Location
- 300 SW Academy Way College Place, Washington 99324 United States 46°02′47″N 118°24′00″W﻿ / ﻿46.04639°N 118.40000°W

Information
- Type: Private
- Motto: Empowering Students for Christ
- Religious affiliation: Seventh-day Adventist Church
- Established: 1886
- Oversight: Seventh-day Adventist education
- Principal: Scott Rae
- Grades: 9–12
- Enrollment: 169 (2016)
- Colors: Maroon, black, white, gray.
- Mascot: The Knight
- Accreditation: Adventist Accrediting Association
- Website: www.wwva.org

= Walla Walla Valley Academy =

Walla Walla Valley Academy (WWVA) is a private Seventh-day Adventist high school located in College Place, Washington. College Place is next to the larger town of Walla Walla and is in the Walla Walla Valley. The academy is a part of the Seventh-day Adventist education system, the world's second largest Christian school system. The school traces its origins to 1886 and is one of the oldest continuously operating Adventist secondary schools in the Pacific Northwest.

== History ==
The institution originated in 1886 as Milton Academy, serving Adventist families in the Walla Walla Valley region. In 1892, the school became associated with the educational network surrounding Walla Walla College and adopted the name Walla Walla College Academy. The academy moved to its present campus in College Place in 1964 and subsequently adopted the name Walla Walla Valley Academy.

In 2023, WWVA joined with Rogers Adventist School (a pre-K–8 campus) to form a unified K–12 educational structure named Walla Walla Valley Adventist Schools (VAS). The merger was approved by both institutions’ boards and their constituent churches, consolidating operations while retaining separate campuses for elementary and high school grades.

== Campus ==
Walla Walla Valley Academy is located at 300 SW Academy Way, College Place, Washington, adjacent to the campus of Walla Walla University.
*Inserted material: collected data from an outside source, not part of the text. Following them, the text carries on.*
//! # Error Types for the ARBI container format

use thiserror::Error;

/// Broad category of a failure, shared by every crate in the workspace.
#[derive(Clone, Copy, Debug, PartialEq, Eq, Hash)]
pub enum ErrorKind {
    /// Bad magic, truncated header, or truncated section
    Format,
    /// Constant slice or register index outside declared bounds
    Range,
    /// Leading instruction word is not a known opcode
    UnknownOpcode,
    /// LOAD_CONST type tag is not a known type
    UnknownTypeTag,
    /// Opcode is known but has no defined operand layout
    Unsupported,
    /// Failure of the underlying byte source or output stream
    Io,
}

#[derive(Debug, Error)]
pub enum ArbinError {
    // Container format errors
    #[error("Invalid container magic: expected \"ARBI\", got {0:?}")]
    InvalidMagic([u8; 4]),

    #[error("Truncated header: expected {expected} bytes, found {found} bytes")]
    TruncatedHeader { expected: usize, found: usize },

    #[error("Truncated constant pool: expected {expected} bytes, found {found} bytes")]
    TruncatedConstants { expected: u64, found: usize },

    #[error("Truncated bytecode: expected {expected} words, found {found} bytes")]
    TruncatedBytecode { expected: u64, found: usize },

    #[error("Section size does not fit in memory: {section} declares {size}")]
    SectionTooLarge { section: &'static str, size: u64 },

    #[error("Section size mismatch: header declares {declared} for {section}, found {found}")]
    SectionMismatch {
        section: &'static str,
        declared: u64,
        found: usize,
    },

    #[error("Invalid UTF-8 in constant at offset {offset} (length {length})")]
    InvalidUtf8 { offset: u64, length: u64 },

    // Range errors
    #[error("Constant slice out of range: offset {offset} + length {length} exceeds pool size {size}")]
    ConstantOutOfRange { offset: u64, length: u64, size: usize },

    // I/O errors
    #[error("I/O error: {0}")]
    IoError(#[from] std::io::Error),
}

impl ArbinError {
    /// Category of this error
    pub fn kind(&self) -> ErrorKind {
        match self {
            ArbinError::InvalidMagic(_)
            | ArbinError::TruncatedHeader { .. }
            | ArbinError::TruncatedConstants { .. }
            | ArbinError::TruncatedBytecode { .. }
            | ArbinError::SectionTooLarge { .. }
            | ArbinError::SectionMismatch { .. }
            | ArbinError::InvalidUtf8 { .. } => ErrorKind::Format,
            ArbinError::ConstantOutOfRange { .. } => ErrorKind::Range,
            ArbinError::IoError(_) => ErrorKind::Io,
        }
    }
}

pub type Result<T> = std::result::Result<T, ArbinError>;
//! # ARBI Container
//!
//! Header and binary format of a compiled container.

use crate::constants::ConstantPool;
use crate::error::{ArbinError, Result};
use crate::{Word, MAGIC, VERSION, WORD_SIZE};
use std::fmt;
use std::fs::File;
use std::io::Read;
use std::path::Path;

/// Container header (36 bytes)
///
/// Binary format (all integers little-endian):
/// ```text
/// Offset  Size  Field
/// ──────────────────────────────────
/// 0x00    4     magic ("ARBI")
/// 0x04    8     version
/// 0x0C    8     register_count
/// 0x14    8     constants_size (bytes)
/// 0x1C    8     bytecode_word_count (words)
/// ```
#[derive(Clone, Debug, PartialEq, Eq)]
pub struct Header {
    /// Magic tag: "ARBI"
    pub magic: [u8; 4],

    /// Container version
    pub version: u64,

    /// Number of registers the program needs
    pub register_count: u64,

    /// Constant pool size in bytes
    pub constants_size: u64,

    /// Bytecode size in 64-bit words
    pub bytecode_word_count: u64,
}

impl Header {
    /// Header size in bytes
    pub const SIZE: usize = 36;

    /// Create an empty header with the current version
    pub fn new() -> Self {
        Self {
            magic: MAGIC,
            version: VERSION,
            register_count: 0,
            constants_size: 0,
            bytecode_word_count: 0,
        }
    }

    /// Validate the header
    pub fn validate(&self) -> Result<()> {
        if self.magic != MAGIC {
            return Err(ArbinError::InvalidMagic(self.magic));
        }
        Ok(())
    }

    /// Serialize to bytes
    pub fn to_bytes(&self) -> [u8; Self::SIZE] {
        let mut bytes = [0u8; Self::SIZE];

        bytes[0..4].copy_from_slice(&self.magic);
        bytes[4..12].copy_from_slice(&self.version.to_le_bytes());
        bytes[12..20].copy_from_slice(&self.register_count.to_le_bytes());
        bytes[20..28].copy_from_slice(&self.constants_size.to_le_bytes());
        bytes[28..36].copy_from_slice(&self.bytecode_word_count.to_le_bytes());

        bytes
    }

    /// Deserialize from bytes.
    ///
    /// The magic is checked before anything else is read.
    pub fn from_bytes(bytes: &[u8]) -> Result<Self> {
        if bytes.len() < MAGIC.len() {
            return Err(ArbinError::TruncatedHeader {
                expected: Self::SIZE,
                found: bytes.len(),
            });
        }

        let magic = [bytes[0], bytes[1], bytes[2], bytes[3]];
        if magic != MAGIC {
            return Err(ArbinError::InvalidMagic(magic));
        }

        if bytes.len() < Self::SIZE {
            return Err(ArbinError::TruncatedHeader {
                expected: Self::SIZE,
                found: bytes.len(),
            });
        }

        Ok(Self {
            magic,
            version: read_u64(bytes, 4),
            register_count: read_u64(bytes, 12),
            constants_size: read_u64(bytes, 20),
            bytecode_word_count: read_u64(bytes, 28),
        })
    }
}

impl Default for Header {
    fn default() -> Self {
        Self::new()
    }
}

impl fmt::Display for Header {
    fn fmt(&self, f: &mut fmt::Formatter<'_>) -> fmt::Result {
        writeln!(f, "Version: {}", self.version)?;
        writeln!(f, "Register Count: {}", self.register_count)?;
        writeln!(f, "Constants Size: {} bytes", self.constants_size)?;
        write!(f, "Bytecode Length: {} words", self.bytecode_word_count)
    }
}

/// Little-endian u64 at `at`; caller guarantees `at + 8 <= bytes.len()`
fn read_u64(bytes: &[u8], at: usize) -> u64 {
    let mut buf = [0u8; WORD_SIZE];
    buf.copy_from_slice(&bytes[at..at + WORD_SIZE]);
    u64::from_le_bytes(buf)
}

/// A parsed container: header, constant pool, and bytecode words.
///
/// The sections are fixed at construction and always match the header sizes.
#[derive(Clone, Debug, PartialEq, Eq)]
pub struct Container {
    header: Header,
    constants: ConstantPool,
    code: Vec<Word>,
}

impl Container {
    /// Assemble a container from its parts, checking them against the header
    pub fn new(header: Header, constants: ConstantPool, code: Vec<Word>) -> Result<Self> {
        header.validate()?;

        if header.constants_size != constants.len() as u64 {
            return Err(ArbinError::SectionMismatch {
                section: "constants",
                declared: header.constants_size,
                found: constants.len(),
            });
        }

        if header.bytecode_word_count != code.len() as u64 {
            return Err(ArbinError::SectionMismatch {
                section: "bytecode",
                declared: header.bytecode_word_count,
                found: code.len(),
            });
        }

        Ok(Self {
            header,
            constants,
            code,
        })
    }

    pub fn header(&self) -> &Header {
        &self.header
    }

    pub fn constants(&self) -> &ConstantPool {
        &self.constants
    }

    /// Bytecode words
    pub fn code(&self) -> &[Word] {
        &self.code
    }

    /// Serialize to bytes
    pub fn to_bytes(&self) -> Vec<u8> {
        let mut bytes =
            Vec::with_capacity(Header::SIZE + self.constants.len() + self.code.len() * WORD_SIZE);

        bytes.extend_from_slice(&self.header.to_bytes());
        bytes.extend_from_slice(self.constants.as_bytes());
        for &word in &self.code {
            bytes.extend_from_slice(&word.to_le_bytes());
        }

        bytes
    }

    /// Deserialize from bytes.
    ///
    /// Bytes after the declared bytecode section are ignored.
    pub fn from_bytes(bytes: &[u8]) -> Result<Self> {
        let header = Header::from_bytes(bytes)?;

        let constants_size = usize::try_from(header.constants_size).map_err(|_| {
            ArbinError::SectionTooLarge {
                section: "constants",
                size: header.constants_size,
            }
        })?;
        let code_bytes = usize::try_from(header.bytecode_word_count)
            .ok()
            .and_then(|words| words.checked_mul(WORD_SIZE))
            .ok_or(ArbinError::SectionTooLarge {
                section: "bytecode",
                size: header.bytecode_word_count,
            })?;

        let constants_start = Header::SIZE;
        let constants_end = constants_start
            .checked_add(constants_size)
            .filter(|&end| end <= bytes.len())
            .ok_or(ArbinError::TruncatedConstants {
                expected: header.constants_size,
                found: bytes.len() - constants_start,
            })?;

        let code_end = constants_end
            .checked_add(code_bytes)
            .filter(|&end| end <= bytes.len())
            .ok_or(ArbinError::TruncatedBytecode {
                expected: header.bytecode_word_count,
                found: bytes.len() - constants_end,
            })?;

        let constants = ConstantPool::new(bytes[constants_start..constants_end].to_vec());
        let code = bytes[constants_end..code_end]
            .chunks_exact(WORD_SIZE)
            .map(|chunk| read_u64(chunk, 0))
            .collect();

        Self::new(header, constants, code)
    }

    /// Read a whole container from a reader
    pub fn from_reader<R: Read>(mut reader: R) -> Result<Self> {
        let mut bytes = Vec::new();
        reader.read_to_end(&mut bytes)?;
        Self::from_bytes(&bytes)
    }

    /// Read a container file. The file is closed before decoding starts.
    pub fn read<P: AsRef<Path>>(path: P) -> Result<Self> {
        let file = File::open(path)?;
        Self::from_reader(file)
    }
}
The facility includes general academic buildings, science laboratories, visual and performing arts spaces, a gymnasium, and outdoor athletic areas.

== Academics ==
WWVA offers a college-preparatory curriculum including English, mathematics, sciences, religion, social studies, world languages, visual arts, applied technology, and business courses. Religious instruction is integrated throughout the program in accordance with Seventh-day Adventist education guidelines.

Recent enrollment estimates place WWVA’s student body at approximately 160–170 students, with a student–teacher ratio of about 13:1. A majority of graduates matriculate to four-year colleges and universities, consistent with long-term trends within Adventist secondary education.

== Student Life and Extracurricular Activities ==
The school sponsors extracurricular programs including music ensembles, drama, leadership organizations, and community service opportunities. Athletic offerings include basketball, volleyball, soccer, and other interscholastic sports, emphasizing teamwork and Christian character development.

== Affiliation ==
Walla Walla Valley Academy operates within the Seventh-day Adventist education system, one of the largest Protestant school networks worldwide. The school receives support from local Adventist churches and is administered under the regional conference structure governing Adventist education in the Pacific Northwest.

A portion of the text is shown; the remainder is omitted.